Я поднялся в комнату к Олеше. Он сидел, нахохлившись, за столом и что-то писал своим крупным и вольным почерком.
Мы расцеловались. Олеша был безнадежно небрит, страшно худ — он только что перенес дизентерию. Сухая желтизна покрывала его щеки. Но глаза смотрели, как всегда, проницательно, с доброй усмешкой. И, как всегда, были готовы тотчас загореться огнем выдумки, схваченного на лету вдохновения, блеском метких и неожиданных сопоставлений. Когда он начинал говорить, жизнь сразу становилась интересной и как бы сияющей. Чем? Огнем его юмора, поэзии и мгновенного и точного понимания человеческих сердец.
Мне всегда казалось (а может быть это было и вправду так), что Юрий Карлович всю жизнь неслышно беседовал с гениями и детьми, с веселыми женщинами и добрыми чудаками.

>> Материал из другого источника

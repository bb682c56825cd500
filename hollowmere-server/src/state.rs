use std::sync::Arc;

use tokio::sync::Mutex;
use uuid::Uuid;

use hollowmere_content::ContentCatalog;
use hollowmere_llm::LlmClient;
use hollowmere_session::{ActionPipeline, EngineConfig, Session, SessionManager};

use crate::error::ApiError;

/// Everything a request handler needs, shared behind `Arc` across the whole
/// server. Session state itself lives inside `sessions`, not here: this is
/// the read-only/shared half described in §5 ("the scenario content catalog
/// is read-only and freely shared").
#[derive(Clone)]
pub struct AppState {
    pub sessions: Arc<SessionManager>,
    pub catalog: Arc<ContentCatalog>,
    pub llm: Arc<dyn LlmClient>,
    pub pipeline: Arc<ActionPipeline>,
    pub config: Arc<EngineConfig>,
}

impl AppState {
    /// Looks up a session by id, mapping an unknown id to the standard
    /// `invalid_session` API error rather than leaking the session layer's
    /// own error type past the HTTP boundary.
    pub fn session(&self, id: Uuid) -> Result<Arc<Mutex<Session>>, ApiError> {
        self.sessions.get(id).map_err(ApiError::from)
    }
}
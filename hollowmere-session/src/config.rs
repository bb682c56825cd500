use std::env;

/// Ambient runtime configuration, populated from environment variables at
/// startup. Nothing here is content (that's `ContentCatalog`); this is the
/// knobs a deployer turns without recompiling.
#[derive(Debug, Clone)]
pub struct EngineConfig {
    pub llm_api_key: Option<String>,
    pub llm_base_url: String,
    pub llm_model: String,
    pub session_timeout_minutes: u64,
    pub save_dir: String,
    pub rng_seed: Option<u64>,
    pub host: String,
    pub port: u16,
}

impl EngineConfig {
    /// Reads configuration from the process environment, falling back to
    /// the documented defaults for anything unset. Never panics: a
    /// malformed numeric value is logged and the default is used instead.
    pub fn from_env() -> Self {
        EngineConfig {
            llm_api_key: env::var("LLM_API_KEY").ok().filter(|s| !s.is_empty()),
            llm_base_url: env::var("LLM_BASE_URL").unwrap_or_else(|_| "http://localhost:11434".to_string()),
            llm_model: env::var("LLM_MODEL").unwrap_or_else(|_| "llama3".to_string()),
            session_timeout_minutes: parse_env_or("SESSION_TIMEOUT_MINUTES", 60),
            save_dir: env::var("SAVE_DIR").unwrap_or_else(|_| "./saves".to_string()),
            rng_seed: env::var("RNG_SEED").ok().and_then(|s| s.parse().ok()),
            host: env::var("HOST").unwrap_or_else(|_| "127.0.0.1".to_string()),
            port: parse_env_or("PORT", 8080),
        }
    }

    /// True when no `LLM_API_KEY` is configured, meaning the engine should
    /// fall back to `hollowmere_llm::MockLlm` instead of a live provider.
    pub fn uses_mock_llm(&self) -> bool {
        self.llm_api_key.is_none()
    }

    pub fn bind_addr(&self) -> String {
        format!("{}:{}", self.host, self.port)
    }
}

fn parse_env_or<T: std::str::FromStr>(key: &str, default: T) -> T {
    env::var(key).ok().and_then(|s| s.parse().ok()).unwrap_or(default)
}
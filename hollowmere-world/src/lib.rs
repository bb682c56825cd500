//! The location graph: per-session position, exit/conditional-exit
//! evaluation, hidden-location visibility, random encounters, and location
//! events. Content (`hollowmere_content::Location`) is immutable; this crate
//! owns only the state *about* content that changes per session.

pub mod condition;
pub mod engine;
pub mod error;
pub mod state;

pub use condition::{check_discovery, evaluate, ConditionContext, NullContext};
pub use engine::{LocationEngine, LocationSnapshot, MoveOutcome, TriggeredEncounter, TriggeredEvent};
pub use error::WorldError;
pub use state::LocationRuntime;
use serde::{Deserialize, Serialize};

use hollowmere_content::EnemyType;
use hollowmere_dice::Dice;

#[derive(Debug, Clone, Default, Serialize, Deserialize)]
pub struct LootResult {
    pub gold: u32,
    pub items: Vec<(String, u32)>,
}

/// Rolls gold (uniform in `[gold_min, gold_max]`) and each loot table entry
/// independently against its own `drop_chance`.
pub fn roll_loot(enemy: &EnemyType, dice: &mut Dice) -> LootResult {
    let gold = if enemy.gold_max > enemy.gold_min {
        enemy.gold_min + dice.pick_index((enemy.gold_max - enemy.gold_min + 1) as usize) as u32
    } else {
        enemy.gold_min
    };

    let mut items = Vec::new();
    for entry in &enemy.loot_table {
        if dice.chance(entry.drop_chance) {
            let qty = if entry.qty_max > entry.qty_min {
                entry.qty_min + dice.pick_index((entry.qty_max - entry.qty_min + 1) as usize) as u32
            } else {
                entry.qty_min
            };
            items.push((entry.item_id.clone(), qty));
        }
    }
    LootResult { gold, items }
}

#[cfg(test)]
mod tests {
    use super::*;
    use hollowmere_content::{ContentCatalog, Scenario};

    fn scenario() -> Scenario {
        ContentCatalog::bundled().scenario("goblin_cave").unwrap().clone()
    }

    #[test]
    fn boss_loot_table_always_drops_at_full_chance() {
        let boss = scenario().enemies.get("goblin_boss").unwrap().clone();
        let mut dice = Dice::from_seed(1);
        let loot = roll_loot(&boss, &mut dice);
        assert_eq!(loot.items, vec![("chieftain_ring".to_string(), 1)]);
        assert!((boss.gold_min..=boss.gold_max).contains(&loot.gold));
    }

    #[test]
    fn gold_stays_within_configured_range() {
        let goblin = scenario().enemies.get("goblin").unwrap().clone();
        let mut dice = Dice::from_seed(2);
        for _ in 0..50 {
            let loot = roll_loot(&goblin, &mut dice);
            assert!((goblin.gold_min..=goblin.gold_max).contains(&loot.gold));
        }
    }
}
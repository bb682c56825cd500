use serde::Serialize;

/// Everything the DM Context Builder needs to know about the player
/// character for one turn's prompt (§4.L section 2).
#[derive(Debug, Clone, Serialize)]
pub struct CharacterContext {
    pub name: String,
    pub class: String,
    pub race: String,
    pub level: u32,
    pub current_hp: i32,
    pub max_hp: i32,
    pub armor_class: i32,
    pub gold: u32,
    pub weapon: Option<String>,
    pub armor: Option<String>,
    pub status_effects: Vec<String>,
}

/// Location context (§4.L section 3).
#[derive(Debug, Clone, Serialize)]
pub struct LocationContext {
    pub name: String,
    pub description: String,
    pub atmosphere: String,
    pub exits: Vec<String>,
    pub npcs_present: Vec<String>,
    pub notable_items: Vec<String>,
}

/// One active quest and its next incomplete objective (§4.L section 4).
#[derive(Debug, Clone, Serialize)]
pub struct QuestContext {
    pub name: String,
    pub next_objective: Option<String>,
}

/// One line of prior conversation (§4.L section 5).
#[derive(Debug, Clone, Serialize)]
pub struct HistoryTurn {
    pub role: String,
    pub content: String,
}

/// The full typed render context for one turn's prompt. Handlebars renders
/// each section template against this struct; Rust control flow (what to
/// include, in what order) never lives inside the template text itself.
#[derive(Debug, Clone, Serialize)]
pub struct PromptContext {
    pub character: CharacterContext,
    pub location: LocationContext,
    pub quests: Vec<QuestContext>,
    pub history: Vec<HistoryTurn>,
    pub in_combat: bool,
    pub player_action: String,
}
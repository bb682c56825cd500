//! Per-session moral-choice tracking: which scenario-gated choices have
//! fired, what option the player picked, and the running alignment score
//! the ending predictor reads. `ChoiceDef`/`EndingDef` content stays
//! immutable in `hollowmere-content`; this crate owns only the state that
//! changes as the player plays.

pub mod engine;
pub mod error;

pub use engine::{ChoiceManager, ChoiceOutcome};
pub use error::ChoiceError;
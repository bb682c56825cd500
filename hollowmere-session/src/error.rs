use thiserror::Error;

/// Errors the session layer produces directly. Errors from the subsystems a
/// session owns (combat, shop, quests, ...) are wrapped rather than
/// flattened, so the HTTP layer can still match on the original kind.
#[derive(Debug, Error)]
pub enum SessionError {
    #[error("unknown or expired session")]
    InvalidSession,
    #[error("input must be a non-empty string of at most {max} bytes")]
    InvalidInput { max: usize },
    #[error("cannot travel while in combat")]
    TravelInCombat,
    #[error("not currently in combat")]
    NotInCombat,
    #[error("combat is already in progress")]
    AlreadyInCombat,
    #[error("unknown scenario: {0}")]
    UnknownScenario(String),
    #[error("unknown location: {0}")]
    UnknownLocation(String),
    #[error("unknown npc: {0}")]
    UnknownNpc(String),
    #[error("unknown item: {0}")]
    UnknownItem(String),
    #[error("character error: {0}")]
    Character(#[from] hollowmere_character::CharacterError),
    #[error("world error: {0}")]
    World(#[from] hollowmere_world::WorldError),
    #[error("npc error: {0}")]
    Npc(#[from] hollowmere_npc::NpcError),
    #[error("shop error: {0}")]
    Shop(#[from] hollowmere_shop::ShopError),
    #[error("quest error: {0}")]
    Quest(#[from] hollowmere_quests::QuestError),
    #[error("combat error: {0}")]
    Combat(#[from] hollowmere_combat::CombatError),
    #[error("choice error: {0}")]
    Choice(#[from] hollowmere_choices::ChoiceError),
    #[error("content error: {0}")]
    Content(#[from] hollowmere_content::ContentError),
    #[error("llm error: {0}")]
    Llm(#[from] hollowmere_llm::LlmError),
    #[error("the action pipeline timed out")]
    TurnTimeout,
}
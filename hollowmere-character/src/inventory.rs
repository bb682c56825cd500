use serde::{Deserialize, Serialize};

/// One stack of an item the character carries. Stackable items merge into a
/// single slot; non-stackable items each occupy their own slot with
/// `quantity == 1`.
#[derive(Debug, Clone, PartialEq, Eq, Serialize, Deserialize)]
pub struct InventorySlot {
    pub item_id: String,
    pub quantity: u32,
}

#[derive(Debug, Clone, Default, Serialize, Deserialize)]
pub struct Inventory {
    slots: Vec<InventorySlot>,
}

impl Inventory {
    pub fn slots(&self) -> &[InventorySlot] {
        &self.slots
    }

    pub fn quantity_of(&self, item_id: &str) -> u32 {
        self.slots
            .iter()
            .filter(|s| s.item_id == item_id)
            .map(|s| s.quantity)
            .sum()
    }

    pub fn has(&self, item_id: &str) -> bool {
        self.quantity_of(item_id) > 0
    }

    /// Adds `quantity` of `item_id`. When `stackable` is true, merges into an
    /// existing slot; otherwise appends one slot per unit.
    pub fn add(&mut self, item_id: &str, quantity: u32, stackable: bool) {
        if quantity == 0 {
            return;
        }
        if stackable {
            if let Some(slot) = self.slots.iter_mut().find(|s| s.item_id == item_id) {
                slot.quantity += quantity;
                return;
            }
            self.slots.push(InventorySlot {
                item_id: item_id.to_string(),
                quantity,
            });
        } else {
            for _ in 0..quantity {
                self.slots.push(InventorySlot {
                    item_id: item_id.to_string(),
                    quantity: 1,
                });
            }
        }
    }

    /// Removes up to `quantity` units of `item_id`. Returns the number
    /// actually removed (may be less than requested if stock is short).
    pub fn remove(&mut self, item_id: &str, quantity: u32) -> u32 {
        let mut remaining = quantity;
        let mut removed = 0;
        self.slots.retain_mut(|slot| {
            if slot.item_id != item_id || remaining == 0 {
                return true;
            }
            let take = remaining.min(slot.quantity);
            slot.quantity -= take;
            remaining -= take;
            removed += take;
            slot.quantity > 0
        });
        removed
    }
}

#[cfg(test)]
mod tests {
    use super::*;

    #[test]
    fn stackable_items_merge_into_one_slot() {
        let mut inv = Inventory::default();
        inv.add("healing_potion", 2, true);
        inv.add("healing_potion", 3, true);
        assert_eq!(inv.slots().len(), 1);
        assert_eq!(inv.quantity_of("healing_potion"), 5);
    }

    #[test]
    fn non_stackable_items_get_separate_slots() {
        let mut inv = Inventory::default();
        inv.add("shortsword", 2, false);
        assert_eq!(inv.slots().len(), 2);
        assert_eq!(inv.quantity_of("shortsword"), 2);
    }

    #[test]
    fn remove_caps_at_available_quantity() {
        let mut inv = Inventory::default();
        inv.add("torch", 2, true);
        let removed = inv.remove("torch", 5);
        assert_eq!(removed, 2);
        assert_eq!(inv.quantity_of("torch"), 0);
        assert!(inv.slots().is_empty());
    }
}
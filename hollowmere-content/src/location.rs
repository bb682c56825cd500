use serde::{Deserialize, Serialize};
use std::collections::HashMap;

#[derive(Debug, Clone, Copy, PartialEq, Eq, Serialize, Deserialize)]
#[serde(rename_all = "snake_case")]
pub enum DangerLevel {
    Safe,
    Uneasy,
    Threatening,
    Deadly,
}

/// A requirement gating one exit direction.
#[derive(Debug, Clone, Serialize, Deserialize)]
#[serde(tag = "kind", rename_all = "snake_case")]
pub enum ExitConditionKind {
    HasItem { item_id: String },
    Gold { amount: u32 },
    Visited { location_id: String },
    Skill { ability: String, dc: i32 },
    Objective { quest_id: String, objective_id: String },
    Flag { flag: String },
}

#[derive(Debug, Clone, Serialize, Deserialize)]
pub struct ExitCondition {
    #[serde(flatten)]
    pub kind: ExitConditionKind,
    pub fail_message: String,
    #[serde(default)]
    pub consume_item: Option<String>,
}

#[derive(Debug, Clone, Copy, PartialEq, Eq, Serialize, Deserialize)]
#[serde(rename_all = "snake_case")]
pub enum EventTrigger {
    OnEnter,
    OnFirstVisit,
}

#[derive(Debug, Clone, Serialize, Deserialize)]
pub struct LocationEvent {
    pub id: String,
    pub trigger: EventTrigger,
    pub text: String,
    #[serde(default)]
    pub one_time: bool,
    #[serde(default)]
    pub set_flag: Option<String>,
    #[serde(default)]
    pub grant_item: Option<String>,
}

#[derive(Debug, Clone, Serialize, Deserialize)]
pub struct RandomEncounter {
    pub id: String,
    pub enemies: Vec<String>,
    pub chance: f64,
    #[serde(default)]
    pub min_visits: u32,
    #[serde(default)]
    pub max_triggers: Option<u32>,
    #[serde(default)]
    pub cooldown: u32,
    #[serde(default)]
    pub surprise: bool,
}

/// Static, scenario-authored definition of a location. Per-session mutable
/// state (visit counts, triggered events, unlocked exits) lives in
/// `hollowmere-world`'s runtime tracker, never here.
#[derive(Debug, Clone, Serialize, Deserialize)]
pub struct Location {
    pub id: String,
    pub name: String,
    pub description: String,
    #[serde(default)]
    pub atmosphere: String,
    #[serde(default)]
    pub enter_text: Option<String>,
    #[serde(default)]
    pub exits: HashMap<String, String>,
    #[serde(default)]
    pub direction_aliases: HashMap<String, String>,
    #[serde(default)]
    pub exit_conditions: HashMap<String, ExitCondition>,
    #[serde(default)]
    pub items: Vec<String>,
    #[serde(default)]
    pub npcs: Vec<String>,
    #[serde(default)]
    pub events: Vec<LocationEvent>,
    #[serde(default)]
    pub random_encounters: Vec<RandomEncounter>,
    #[serde(default)]
    pub hidden: bool,
    #[serde(default)]
    pub discovery_condition: Option<String>,
    #[serde(default)]
    pub discovery_hint: Option<String>,
    #[serde(default = "default_danger")]
    pub danger_level: DangerLevel,
    #[serde(default)]
    pub stealth_dc: Option<i32>,
    #[serde(default)]
    pub perception_dc: Option<i32>,
    #[serde(default)]
    pub dark: bool,
}

fn default_danger() -> DangerLevel {
    DangerLevel::Safe
}

/// Normalizes `n/s/e/w/ne/nw/se/sw/u/d` and their common spellings to the
/// canonical long-form direction used as an `exits` key.
pub fn canonical_direction(input: &str) -> String {
    match input.trim().to_ascii_lowercase().as_str() {
        "n" => "north",
        "s" => "south",
        "e" => "east",
        "w" => "west",
        "ne" => "northeast",
        "nw" => "northwest",
        "se" => "southeast",
        "sw" => "southwest",
        "u" => "up",
        "d" => "down",
        other => other,
    }
    .to_string()
}

#[cfg(test)]
mod tests {
    use super::*;

    #[test]
    fn canonical_direction_maps_cardinal_aliases() {
        assert_eq!(canonical_direction("n"), "north");
        assert_eq!(canonical_direction("SW"), "southwest");
        assert_eq!(canonical_direction("d"), "down");
    }

    #[test]
    fn canonical_direction_passes_through_long_form() {
        assert_eq!(canonical_direction("north"), "north");
    }
}
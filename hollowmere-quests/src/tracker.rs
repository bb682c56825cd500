use std::collections::HashMap;

use serde::{Deserialize, Serialize};
use tracing::info;

use hollowmere_character::Character;
use hollowmere_content::{ObjectiveKind, QuestDef, Scenario};
use hollowmere_npc::NpcRegistry;

use crate::error::QuestError;

#[derive(Debug, Clone, Copy, PartialEq, Eq, Serialize, Deserialize)]
#[serde(rename_all = "snake_case")]
pub enum QuestStatus {
    NotStarted,
    Active,
    Completed,
    Failed,
}

#[derive(Debug, Clone, Default, Serialize, Deserialize)]
struct ObjectiveProgress {
    count: u32,
}

#[derive(Debug, Clone, Serialize, Deserialize)]
struct QuestProgress {
    status: QuestStatus,
    objectives: HashMap<String, ObjectiveProgress>,
    turn_accepted: Option<u32>,
}

impl Default for QuestProgress {
    fn default() -> Self {
        QuestProgress {
            status: QuestStatus::NotStarted,
            objectives: HashMap::new(),
            turn_accepted: None,
        }
    }
}

/// Per-session objective progress and status for every quest in the
/// scenario. `QuestDef` itself (giver, objectives, rewards) stays immutable
/// content; this tracker is the only thing that changes.
#[derive(Debug, Clone, Serialize, Deserialize)]
pub struct QuestTracker {
    progress: HashMap<String, QuestProgress>,
}

impl QuestTracker {
    pub fn new(scenario: &Scenario) -> Self {
        let progress = scenario
            .quests
            .keys()
            .map(|id| (id.clone(), QuestProgress::default()))
            .collect();
        QuestTracker { progress }
    }

    pub fn status(&self, quest_id: &str) -> QuestStatus {
        self.progress
            .get(quest_id)
            .map(|p| p.status)
            .unwrap_or(QuestStatus::NotStarted)
    }

    /// Accepts `quest_id` at `current_turn` if every entry in
    /// `quest.prerequisites` is already `Completed`.
    pub fn accept(
        &mut self,
        scenario: &Scenario,
        quest_id: &str,
        current_turn: u32,
    ) -> Result<(), QuestError> {
        let quest = scenario
            .quests
            .get(quest_id)
            .ok_or_else(|| QuestError::UnknownQuest(quest_id.to_string()))?;

        match self.status(quest_id) {
            QuestStatus::Active => return Err(QuestError::AlreadyAccepted(quest_id.to_string())),
            QuestStatus::Completed => return Err(QuestError::AlreadyCompleted(quest_id.to_string())),
            _ => {}
        }

        if !quest
            .prerequisites
            .iter()
            .all(|id| self.status(id) == QuestStatus::Completed)
        {
            return Err(QuestError::PrerequisitesNotMet(quest_id.to_string()));
        }

        let entry = self.progress.entry(quest_id.to_string()).or_default();
        entry.status = QuestStatus::Active;
        entry.turn_accepted = Some(current_turn);
        info!(quest = quest_id, "quest accepted");
        Ok(())
    }

    /// Called by every subsystem that can advance an objective: combat on a
    /// kill, inventory on find/collect, NPC dialogue on talk_to, the
    /// location engine on reach_location.
    pub fn check_objective(
        &mut self,
        scenario: &Scenario,
        kind: ObjectiveKind,
        target_id: &str,
        count: u32,
    ) {
        for quest in scenario.quests.values() {
            if self.status(&quest.id) != QuestStatus::Active {
                continue;
            }
            for objective in &quest.objectives {
                if objective.kind != kind || objective.target != target_id {
                    continue;
                }
                let progress = self
                    .progress
                    .entry(quest.id.clone())
                    .or_default()
                    .objectives
                    .entry(objective.id.clone())
                    .or_default();
                progress.count = (progress.count + count).min(objective.required);
            }
        }
    }

    fn objective_complete(&self, quest: &QuestDef, objective_id: &str) -> bool {
        let Some(objective) = quest.objectives.iter().find(|o| o.id == objective_id) else {
            return false;
        };
        self.progress
            .get(&quest.id)
            .and_then(|p| p.objectives.get(objective_id))
            .map(|progress| progress.count >= objective.required)
            .unwrap_or(false)
    }

    pub fn is_objective_complete(&self, quest_id: &str, objective_id: &str) -> bool {
        // Used by `hollowmere_npc::RecruitmentContext` and the choice
        // engine's condition evaluators; tolerant of unknown quest ids.
        self.progress.contains_key(quest_id)
            && self
                .progress
                .get(quest_id)
                .and_then(|p| p.objectives.get(objective_id))
                .map(|p| p.count > 0)
                .unwrap_or(false)
    }

    fn all_required_complete(&self, quest: &QuestDef) -> bool {
        quest
            .objectives
            .iter()
            .filter(|o| !o.optional)
            .all(|o| self.objective_complete(quest, &o.id))
    }

    /// Completes `quest_id`: requires every non-optional objective complete.
    /// Grants gold, routes XP through `Character::gain_xp`, adds reward
    /// items, and raises the giver NPC's disposition.
    pub fn complete(
        &mut self,
        scenario: &Scenario,
        quest_id: &str,
        character: &mut Character,
        npcs: &mut NpcRegistry,
    ) -> Result<(), QuestError> {
        let quest = scenario
            .quests
            .get(quest_id)
            .ok_or_else(|| QuestError::UnknownQuest(quest_id.to_string()))?;

        match self.status(quest_id) {
            QuestStatus::Completed => return Err(QuestError::AlreadyCompleted(quest_id.to_string())),
            QuestStatus::Failed => return Err(QuestError::Expired(quest_id.to_string())),
            QuestStatus::NotStarted => return Err(QuestError::NotAccepted(quest_id.to_string())),
            QuestStatus::Active => {}
        }

        if !self.all_required_complete(quest) {
            return Err(QuestError::ObjectivesIncomplete(quest_id.to_string()));
        }

        character.gold += quest.rewards.gold;
        if quest.rewards.xp > 0 {
            character.gain_xp(quest.rewards.xp, quest_id);
        }
        for item_id in &quest.rewards.items {
            let stackable = scenario
                .items
                .get(item_id)
                .map(|item| item.stackable)
                .unwrap_or(false);
            character.add_item(item_id, 1, stackable);
        }
        let _ = npcs.quest_completed(&quest.giver_npc_id, quest.quest_type);

        self.progress.entry(quest_id.to_string()).or_default().status = QuestStatus::Completed;
        info!(quest = quest_id, "quest completed");
        Ok(())
    }

    /// Forces `quest_id` to `Failed`, e.g. when a moral choice forecloses it.
    /// No-op if the quest was never started or already resolved.
    pub fn fail(&mut self, quest_id: &str) {
        if let Some(progress) = self.progress.get_mut(quest_id) {
            if progress.status == QuestStatus::Active || progress.status == QuestStatus::NotStarted {
                progress.status = QuestStatus::Failed;
                info!(quest = quest_id, "quest forced to failed");
            }
        }
    }

    /// Marks any active quest whose `time_limit_turns` has elapsed since
    /// acceptance as `Failed`.
    pub fn tick_time_limits(&mut self, scenario: &Scenario, current_turn: u32) {
        for quest in scenario.quests.values() {
            let Some(limit) = quest.time_limit_turns else {
                continue;
            };
            let Some(progress) = self.progress.get_mut(&quest.id) else {
                continue;
            };
            if progress.status != QuestStatus::Active {
                continue;
            }
            if let Some(started) = progress.turn_accepted {
                if current_turn.saturating_sub(started) > limit {
                    progress.status = QuestStatus::Failed;
                    info!(quest = %quest.id, "quest expired");
                }
            }
        }
    }
}

#[cfg(test)]
mod tests {
    use super::*;
    use hollowmere_content::ContentCatalog;
    use hollowmere_dice::Dice;

    fn scenario() -> Scenario {
        ContentCatalog::bundled().scenario("goblin_cave").unwrap().clone()
    }

    fn character() -> Character {
        let mut dice = Dice::from_seed(1);
        Character::create(&mut dice, &ContentCatalog::bundled(), "Rowan", "fighter", "human").unwrap()
    }

    #[test]
    fn accept_then_complete_after_objectives_met() {
        let scenario = scenario();
        let mut tracker = QuestTracker::new(&scenario);
        let mut character = character();
        let mut npcs = NpcRegistry::new(&scenario);

        tracker.accept(&scenario, "rescue_lily_main", 0).unwrap();
        tracker.check_objective(&scenario, ObjectiveKind::ReachLocation, "goblin_camp_main", 1);
        tracker.check_objective(&scenario, ObjectiveKind::TalkTo, "lily", 1);

        let gold_before = character.gold;
        tracker
            .complete(&scenario, "rescue_lily_main", &mut character, &mut npcs)
            .unwrap();
        assert_eq!(tracker.status("rescue_lily_main"), QuestStatus::Completed);
        assert_eq!(character.gold, gold_before + 50);
    }

    #[test]
    fn complete_fails_when_objectives_incomplete() {
        let scenario = scenario();
        let mut tracker = QuestTracker::new(&scenario);
        let mut character = character();
        let mut npcs = NpcRegistry::new(&scenario);

        tracker.accept(&scenario, "rescue_lily_main", 0).unwrap();
        assert!(matches!(
            tracker.complete(&scenario, "rescue_lily_main", &mut character, &mut npcs),
            Err(QuestError::ObjectivesIncomplete(_))
        ));
    }

    #[test]
    fn cannot_accept_twice() {
        let scenario = scenario();
        let mut tracker = QuestTracker::new(&scenario);
        tracker.accept(&scenario, "rescue_lily_main", 0).unwrap();
        assert!(matches!(
            tracker.accept(&scenario, "rescue_lily_main", 1),
            Err(QuestError::AlreadyAccepted(_))
        ));
    }

    #[test]
    fn unknown_quest_errors() {
        let scenario = scenario();
        let mut tracker = QuestTracker::new(&scenario);
        assert!(matches!(
            tracker.accept(&scenario, "no_such_quest", 0),
            Err(QuestError::UnknownQuest(_))
        ));
    }
}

Спорил он смело и стремительно. Свои возражения он вонзал в собеседника беспощадно и победоносно.
Вокруг Олеши существовала, то сгущаясь, то разрежаясь, особая жизнь, тщательно выбранная им из окружающей реальности и украшенная его крылатым воображением. Эта жизнь шумела вокруг него, как описанная им в «Зависти» ветка дерева, полная цветов и листьев.
В Олеше было что-то бетховенское, грозовое, мощное. Даже в его голосе. Его зоркие глаза видели вокруг много великолепных и утешительных вещей. Он писал о них коротко, точно, хорошо зная закон, что два слова могут быть неслыханно сильными, а четыре слова — уже вчетверо слабее.
В углу комнаты стояла самодельная палка. На ее набалдашнике висела клетчатая котомка.
— Вот, — сказал Олеша и кивнул на палку и котомку, — когда придет последний час, последняя минута, я уйду пешком на Николаев, а потом на Херсон. Чтобы дойти, нужно ни о чем не думать, а только идти, идти, идти, пока держат ноги… Кстати, достаньте мне какую-нибудь карту, хотя бы из школьного атласа. Без карты мне будет трудно идти.
Я слушал его и засыпал сидя. Надо было лечь хоть на час, отдохнуть. Олеша пошел вместе со мной по пустым коридорам гостиницы выбрать самую лучшую комнату.
Почти все окна были выбиты взрывной волной. По гостинице, вздувая пыльные бордовые портьеры, носились сквозняки. Вслед им трещали засохшими листьями пальмы.